かんちゃん 音楽のある日常

yaplogから移ってきました。日々音楽を聴いて思うことを書き綴っていきます。音楽評論、想い、商品としての音源、コンサート評、などなど。

東京の図書館から〜小金井市立図書館〜:ダンツィ 管楽五重奏曲集

東京の図書館から、小金井市立図書館のライブラリを御紹介しています。今回はダンツィの管楽室内楽を集めたアルバムを御紹介します。

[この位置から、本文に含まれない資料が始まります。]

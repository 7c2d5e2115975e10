//! Command-line interface for actioneval.
//!
//! Provides commands for extracting detections from classifier logs,
//! aligning them against ground truth, and summarising several runs.

use std::io::{self, IsTerminal, Read};
use std::path::{Path, PathBuf};

use anyhow::{Context, Result};
use clap::{Args, Parser, Subcommand};
use tracing::{info, warn};

use crate::config::{self, InputLimits, ResolvedConfig};
use crate::core::{AlignmentResults, DetectionPoint, PerformanceMetrics, TemporalAligner};
use crate::domain::{load_ground_truth, GroundTruthInterval};
use crate::extract::{Extraction, Extractor};
use crate::report::{
    read_timeline, timeline_path_for, write_timeline, AlignmentPayload, AlignmentReport,
    BatchReport, BatchSummary, ExtractionPayload, ExtractionReport, ExtractionSummary,
    ReportEnvelope,
};

/// Fallback export name when the log came from stdin
const STDIN_TIMELINE_NAME: &str = "classification_timeline.log";

/// actioneval - Classifier log extraction and temporal alignment
#[derive(Parser, Debug)]
#[command(name = "actioneval")]
#[command(author, version, about, long_about = None)]
pub struct Cli {
    #[command(subcommand)]
    pub command: Commands,
}

#[derive(Subcommand, Debug)]
pub enum Commands {
    /// Extract detections from a classifier log and export a timeline
    Extract {
        /// Log file (reads from stdin if not provided)
        log: Option<PathBuf>,

        #[command(flatten)]
        output: ExportArgs,

        /// Print a JSON report instead of text
        #[arg(long)]
        json: bool,
    },

    /// Align detections from a timeline export against ground truth
    Align {
        /// Timeline export (or a raw log with --raw)
        input: PathBuf,

        /// Treat the input as a raw classifier log
        #[arg(long)]
        raw: bool,

        #[command(flatten)]
        align: AlignArgs,

        /// Print a JSON report instead of text
        #[arg(long)]
        json: bool,
    },

    /// Extract, export and align in one run
    Analyze {
        /// Log file
        log: PathBuf,

        #[command(flatten)]
        output: ExportArgs,

        #[command(flatten)]
        align: AlignArgs,

        /// Print a JSON report instead of text
        #[arg(long)]
        json: bool,
    },

    /// Extract several logs and aggregate the results
    Batch {
        /// Log files or glob patterns (e.g. "runs/*/server.log")
        #[arg(required = true)]
        patterns: Vec<String>,

        /// Print a JSON report instead of text
        #[arg(long)]
        json: bool,
    },

    /// Show resolved configuration (debug)
    Config,
}

/// Timeline export options
#[derive(Args, Debug, Clone, Default)]
pub struct ExportArgs {
    /// Where to write the timeline export (default: <log-stem>_timeline.log)
    #[arg(long, conflicts_with = "no_timeline")]
    pub timeline: Option<PathBuf>,

    /// Skip writing the timeline export
    #[arg(long)]
    pub no_timeline: bool,
}

/// Alignment options shared by `align` and `analyze`
#[derive(Args, Debug, Clone)]
pub struct AlignArgs {
    /// Wall clock at which the video started (HH:MM:SS)
    #[arg(long)]
    pub start: String,

    /// Ground-truth CSV
    #[arg(long, env = "ACTIONEVAL_GROUND_TRUTH")]
    pub ground_truth: Option<PathBuf>,

    /// Matching tolerance in seconds
    #[arg(long)]
    pub tolerance: Option<f64>,

    /// Disable timeline stretching
    #[arg(long)]
    pub no_stretch: bool,

    /// Score only detections accepted upstream
    #[arg(long)]
    pub accepted_only: bool,

    /// Proceed with empty ground truth if it cannot be loaded
    #[arg(long)]
    pub allow_missing_ground_truth: bool,
}

impl Cli {
    /// Execute the CLI command
    pub fn execute(self) -> Result<()> {
        let cfg = config::load_config()?;

        match self.command {
            Commands::Extract { log, output, json } => run_extract(&cfg, log.as_deref(), &output, json),
            Commands::Align {
                input,
                raw,
                align,
                json,
            } => run_align(&cfg, &input, raw, &align, json),
            Commands::Analyze {
                log,
                output,
                align,
                json,
            } => run_analyze(&cfg, &log, &output, &align, json),
            Commands::Batch { patterns, json } => run_batch(&cfg, &patterns, json),
            Commands::Config => show_config(&cfg),
        }
    }
}

/// Read a log from a file or piped stdin, enforcing the size limit
fn read_log(path: Option<&Path>, limits: &InputLimits) -> Result<String> {
    let text = match path {
        Some(path) => {
            let meta = std::fs::metadata(path)
                .with_context(|| format!("Failed to read log file: {}", path.display()))?;
            limits.validate_len(meta.len())?;
            std::fs::read_to_string(path)
                .with_context(|| format!("Failed to read log file: {}", path.display()))?
        }
        None => {
            if io::stdin().is_terminal() {
                anyhow::bail!("No input provided. Pass a log file or pipe to stdin");
            }
            let mut buffer = String::new();
            io::stdin()
                .read_to_string(&mut buffer)
                .context("Failed to read from stdin")?;
            buffer
        }
    };

    limits.validate_input(&text)?;
    Ok(text)
}

/// Pick the export path: explicit flag, else output_dir, else beside the log
fn export_path(cfg: &ResolvedConfig, log: Option<&Path>, output: &ExportArgs) -> Option<PathBuf> {
    if output.no_timeline {
        return None;
    }
    if let Some(path) = &output.timeline {
        return Some(path.clone());
    }

    let beside_log = match log {
        Some(log) => timeline_path_for(log),
        None => PathBuf::from(STDIN_TIMELINE_NAME),
    };
    match &cfg.output_dir {
        Some(dir) => Some(dir.join(beside_log.file_name().unwrap_or(STDIN_TIMELINE_NAME.as_ref()))),
        None => Some(beside_log),
    }
}

/// Extract detections and write the timeline export if requested
fn extract_log(
    cfg: &ResolvedConfig,
    log: Option<&Path>,
    output: &ExportArgs,
) -> Result<(String, Extraction)> {
    let text = read_log(log, &cfg.limits)?;
    let extraction = Extractor::new(cfg.extract_options()).extract_all(&text);

    if let Some(path) = export_path(cfg, log, output) {
        if let Some(dir) = path.parent().filter(|d| !d.as_os_str().is_empty()) {
            std::fs::create_dir_all(dir)
                .with_context(|| format!("Failed to create directory: {}", dir.display()))?;
        }
        write_timeline(&path, &extraction.detections)
            .with_context(|| format!("Failed to write timeline: {}", path.display()))?;
        eprintln!("Timeline exported to: {}", path.display());
    }

    Ok((text, extraction))
}

fn run_extract(cfg: &ResolvedConfig, log: Option<&Path>, output: &ExportArgs, json: bool) -> Result<()> {
    let (text, extraction) = extract_log(cfg, log, output)?;
    let summary = ExtractionSummary::from_detections(&extraction.detections);

    if json {
        let envelope = ReportEnvelope::new(
            ExtractionPayload {
                summary: &summary,
                detections: &extraction.detections,
                sightings: &extraction.sightings,
            },
            Some(text.as_bytes()),
        );
        println!("{}", envelope.to_json()?);
    } else {
        print!(
            "{}",
            ExtractionReport {
                summary: &summary,
                detections: &extraction.detections,
                sightings: &extraction.sightings,
            }
        );
    }
    Ok(())
}

/// Ground truth from flag or config, honouring --allow-missing-ground-truth
fn resolve_ground_truth(cfg: &ResolvedConfig, args: &AlignArgs) -> Result<Vec<GroundTruthInterval>> {
    let Some(path) = args.ground_truth.as_ref().or(cfg.ground_truth.as_ref()) else {
        if args.allow_missing_ground_truth {
            warn!("No ground truth configured; every detection will be a false positive");
            return Ok(Vec::new());
        }
        anyhow::bail!("No ground truth configured. Use --ground-truth <csv> or set paths.ground_truth");
    };

    match load_ground_truth(path) {
        Ok(rows) => Ok(rows),
        Err(e) if args.allow_missing_ground_truth => {
            warn!(error = %e, "Continuing without ground truth");
            Ok(Vec::new())
        }
        Err(e) => Err(e.into()),
    }
}

/// Configure an aligner, load both sides and run one match pass
fn align_points(
    cfg: &ResolvedConfig,
    points: Vec<DetectionPoint>,
    args: &AlignArgs,
) -> Result<(AlignmentResults, PerformanceMetrics)> {
    let mut context = cfg.alignment_context();
    if let Some(tolerance) = args.tolerance {
        context.tolerance_seconds = tolerance;
    }
    if args.no_stretch {
        context.stretch_enabled = false;
    }
    if args.accepted_only {
        context.accepted_only = true;
    }

    let mut aligner = TemporalAligner::new(context);
    aligner.load_detections(points);
    aligner.load_ground_truth(resolve_ground_truth(cfg, args)?);
    aligner.set_video_start_time(&args.start)?;

    let results = aligner.find_temporal_matches()?;
    let metrics = aligner.analyze_performance(&results);
    info!(
        precision = metrics.precision,
        recall = metrics.recall,
        f1 = metrics.f1,
        "Alignment complete"
    );
    Ok((results, metrics))
}

fn print_alignment(results: &AlignmentResults, metrics: &PerformanceMetrics, source: &[u8], json: bool) -> Result<()> {
    if json {
        let envelope = ReportEnvelope::new(AlignmentPayload { metrics, results }, Some(source));
        println!("{}", envelope.to_json()?);
    } else {
        print!("{}", AlignmentReport { results, metrics });
    }
    Ok(())
}

fn run_align(cfg: &ResolvedConfig, input: &Path, raw: bool, args: &AlignArgs, json: bool) -> Result<()> {
    let text = read_log(Some(input), &cfg.limits)?;

    let points: Vec<DetectionPoint> = if raw {
        let detections = Extractor::new(cfg.extract_options()).extract(&text);
        detections.iter().map(DetectionPoint::from).collect()
    } else {
        let entries = read_timeline(input)
            .with_context(|| format!("Failed to read timeline: {}", input.display()))?;
        entries.iter().map(DetectionPoint::from).collect()
    };

    let (results, metrics) = align_points(cfg, points, args)?;
    print_alignment(&results, &metrics, text.as_bytes(), json)
}

fn run_analyze(
    cfg: &ResolvedConfig,
    log: &Path,
    output: &ExportArgs,
    args: &AlignArgs,
    json: bool,
) -> Result<()> {
    let (text, extraction) = extract_log(cfg, Some(log), output)?;
    let points = extraction.detections.iter().map(DetectionPoint::from).collect();

    let (results, metrics) = align_points(cfg, points, args)?;

    if !json {
        let summary = ExtractionSummary::from_detections(&extraction.detections);
        print!(
            "{}",
            ExtractionReport {
                summary: &summary,
                detections: &extraction.detections,
                sightings: &extraction.sightings,
            }
        );
        println!();
    }
    print_alignment(&results, &metrics, text.as_bytes(), json)
}

/// Expand arguments that look like glob patterns; plain paths pass through
fn expand_patterns(patterns: &[String]) -> Result<Vec<PathBuf>> {
    let mut paths = Vec::new();
    for pattern in patterns {
        if !pattern.contains(['*', '?', '[']) {
            paths.push(PathBuf::from(pattern));
            continue;
        }
        let matches = glob::glob(pattern).with_context(|| format!("Invalid glob pattern: {}", pattern))?;
        let before = paths.len();
        for entry in matches {
            match entry {
                Ok(path) => paths.push(path),
                Err(e) => warn!(error = %e, "Skipping unreadable glob entry"),
            }
        }
        if paths.len() == before {
            warn!(pattern = %pattern, "Pattern matched no files");
        }
    }
    Ok(paths)
}

fn run_batch(cfg: &ResolvedConfig, patterns: &[String], json: bool) -> Result<()> {
    let paths = expand_patterns(patterns)?;
    if paths.is_empty() {
        anyhow::bail!("No log files matched");
    }

    let extractor = Extractor::new(cfg.extract_options());
    let mut batch = BatchSummary::default();
    for path in &paths {
        let source = path.display().to_string();
        match read_log(Some(path), &cfg.limits) {
            Ok(text) => {
                let detections = extractor.extract(&text);
                info!(log = %source, detections = detections.len(), "Extracted");
                batch.push(source, ExtractionSummary::from_detections(&detections));
            }
            Err(e) => {
                warn!(log = %source, error = %e, "Skipping log");
                batch.push_failure(source, format!("{:#}", e));
            }
        }
    }

    if json {
        let envelope = ReportEnvelope::new(batch.totals(), None);
        let body = serde_json::json!({
            "envelope": envelope,
            "runs": batch.runs,
            "failures": batch.failures,
        });
        println!("{}", serde_json::to_string_pretty(&body)?);
    } else {
        print!("{}", BatchReport(&batch));
    }
    Ok(())
}

/// Show resolved configuration
fn show_config(cfg: &ResolvedConfig) -> Result<()> {
    println!("actioneval configuration");
    println!();
    println!(
        "Config file: {}",
        cfg.config_file
            .as_ref()
            .map(|p| p.display().to_string())
            .unwrap_or_else(|| "(none - using defaults)".to_string())
    );
    println!();
    print!("{}", serde_yaml::to_string(cfg).context("Failed to render configuration")?);
    Ok(())
}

ダンツィは以前、ファゴット協奏曲を取り上げているかと思います。

今月のお買いもの:ダンツィ ファゴット協奏曲集
https://yaplog.jp/yk6974/archive/1216

ほぼベートーヴェンと同じ時代を生きた作曲家であったダンツィ。ベートーヴェンとは異なり宮廷音楽家として生きた人ですが、音楽としては少なくともモーツァルトあたりのものを存分に書いていた人です。こういった人がじつはロマン派の扉を開けて居たりするんです。

フランツ・ダンツィ
https://ja.wikipedia.org/wiki/%E3%83%95%E3%83%A9%E3%83%B3%E3%83%84%E3%83%BB%E3%83%80%E3%83%B3%E3%83%84%E3%82%A3

以前、ロマン派の作曲家を取り上げていた時に、ロマン派の作曲家達はベートーヴェンよりはむしろ音楽的にはモーツァルトに近いと述べたことがあるかと思いますが、それはこういった宮廷音楽家たちによる「宮廷音楽の改革」の延長線上にあると考えていいと思います。ベートーヴェンはラディカルすぎたんです、当時は・・・・・それが普通に変るまで、約100年の月日を必要としました。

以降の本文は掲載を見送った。